The use of cell lines derived from malignancies allows researchers to study tumour cells in a more basic and controlled environment. Cancer cell lines have distinct advantages and disadvantages when compared to animal models. The kind of the experiment that can be organised is thus determined by these factors. To begin with, the expense of maintaining them is substantially lower than that of maintaining animal subjects. They are readily available, and research investigations can be completed in a reasonable time.

To create high-throughput experiments, large numbers and volumes of cells can be propagated. Cell lines are quite versatile when it comes to the types of investigations that they can be employed in. They may be made not just in vitro, but also in mice to create xenograft models of prostate cancer growth.

They can be modified and examined throughout time in order to dispose of consecutive events that occur in response to a specific stimulus. The secretome, as well as the products produced by the cells, may be easily examined. Cell lines have the disadvantage of failing to represent the heterogeneity of the tumour microenvironment, as well as the naturally varied character of tumours within and between individuals.

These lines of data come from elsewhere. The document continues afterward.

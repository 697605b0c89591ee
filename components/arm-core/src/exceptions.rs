// Unless otherwise noted, this file is released and thus subject to the
// terms of the Mozilla Public License Version 2.0 (MPL2). Also, it is
// "Incompatible With Secondary Licenses", as defined by the MPL2.
// If a copy of the MPL2 was not distributed with this file, you can
// obtain one at https://mozilla.org/MPL/2.0/.

use common::numutil::NumExt;

use crate::{
    interface::{Bus, SysWrapper},
    memory::Address,
    state::{
        CpuState,
        Flag::{FiqDisable, IrqDisable, Thumb},
        Mode,
    },
};

impl CpuState {
    /// The CPU-visible IRQ line: any enabled source latched while the
    /// master enable is set.
    #[inline]
    pub fn irq_line(&self) -> bool {
        self.intr.ime && (self.intr.ie & self.intr.if_) != 0
    }

    /// Whether the CPU will service the line at the next instruction
    /// boundary.
    #[inline]
    pub(crate) fn is_interrupt_pending(&self) -> bool {
        self.irq_line() && !self.is_flag(IrqDisable)
    }

    /// Latch an interrupt request. The line is sampled at the top of the
    /// next instruction; raising also ends any wait-for-IRQ state, even
    /// for masked sources.
    pub fn request_interrupt(&mut self, int: Interrupt) {
        self.request_interrupt_with_index(int as u16);
    }

    /// Latch an interrupt request by index.
    pub fn request_interrupt_with_index(&mut self, idx: u16) {
        self.intr.if_ = self.intr.if_.set_bit(idx, true);
        self.is_halted = false;
    }

    /// Wait for an IRQ to be raised before executing anything else.
    pub fn halt_on_irq(&mut self) {
        self.is_halted = true;
    }
}

impl<S: Bus> SysWrapper<S> {
    /// An exception occurred, jump to the vector and deal with it.
    pub(crate) fn exception_occurred(&mut self, kind: Exception) {
        if self.cpur().is_flag(Thumb) {
            self.cpu().bump_pc(2);
        }

        let cpsr = self.cpur().cpsr();
        self.cpu().set_mode(kind.mode());

        self.cpu().set_flag(Thumb, false);
        self.cpu().set_flag(IrqDisable, true);
        if let Exception::Reset | Exception::Fiq = kind {
            self.cpu().set_flag(FiqDisable, true);
        }

        let lr = self.cpur().pc() - Address(self.cpur().current_instruction_size());
        self.cpu().set_lr(lr);
        self.cpu().set_spsr(cpsr);
        let vector = self.exception_base() + kind.vector();
        self.set_pc(vector);
    }

    /// Take the IRQ that is pending at an instruction boundary.
    pub(crate) fn service_irq(&mut self) {
        self.cpu().bump_pc(4);
        self.exception_occurred(Exception::Irq);
    }
}

/// Interrupt sources, by bit index in IE/IF.
/// Shared between both cores; several sources only exist on one of them.
#[repr(C)]
#[derive(Copy, Clone)]
pub enum Interrupt {
    VBlank,
    HBlank,
    VCounter,
    Timer0,
    Timer1,
    Timer2,
    Timer3,
    Serial,
    Dma0,
    Dma1,
    Dma2,
    Dma3,
    Joypad,
    GamePak,
    Unused1,
    Unused2,
    IpcSync,
    IpcSendFifoEmpty,
    IpcRecvFifoNotEmpty,
    CardTransferComplete,
    CardIreqMc,
    GeometryFifo,
    ScreensOpen,
    SpiBus,
    Wifi,
}

/// Possible exceptions.
/// Listed in vector order; only SWI, UND and IRQ are ever raised here.
#[derive(Debug, Copy, Clone)]
pub enum Exception {
    Reset,
    Undefined,
    Swi,
    PrefetchAbort,
    DataAbort,
    AddressExceeded,
    Irq,
    Fiq,
}

impl Exception {
    /// Vector offset the PC is set to when this exception occurs.
    fn vector(self) -> Address {
        Address(self as u32 * 4)
    }

    /// Mode to execute the exception in.
    fn mode(self) -> Mode {
        const MODE: [Mode; 8] = [
            Mode::Supervisor,
            Mode::Undefined,
            Mode::Supervisor,
            Mode::Abort,
            Mode::Abort,
            Mode::Supervisor,
            Mode::Irq,
            Mode::Fiq,
        ];
        MODE[self as usize]
    }
}

/// Per-core interrupt controller: master enable, enable mask and
/// level-sensitive request latch.
#[derive(Clone, Default)]
#[cfg_attr(feature = "serde", derive(serde::Deserialize, serde::Serialize))]
pub struct InterruptController {
    pub ime: bool,
    pub ie: u32,
    pub if_: u32,
}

As a result, to address the whole heterogeneity found in a tumour phenotype, many cell lines may be required. In addition, cell lines are sensitive to genetic changes in culture, which might change their phenotypic throughout the course of a long investigation.

The path of the tumor's growth is lost, and therefore provides little insight into the pathogenic process.

As a result, cell lines are quite adaptable in terms of the types of investigations they can be employed in. In vitro equivalents of malignant cells are immortalised cell lines. They may be made not just in vitro, but also in mice to create xenograft models of prostate cancer growth. They can be modified and examined throughout time in order to dispose of consecutive events that occur in response to a specific stimulus.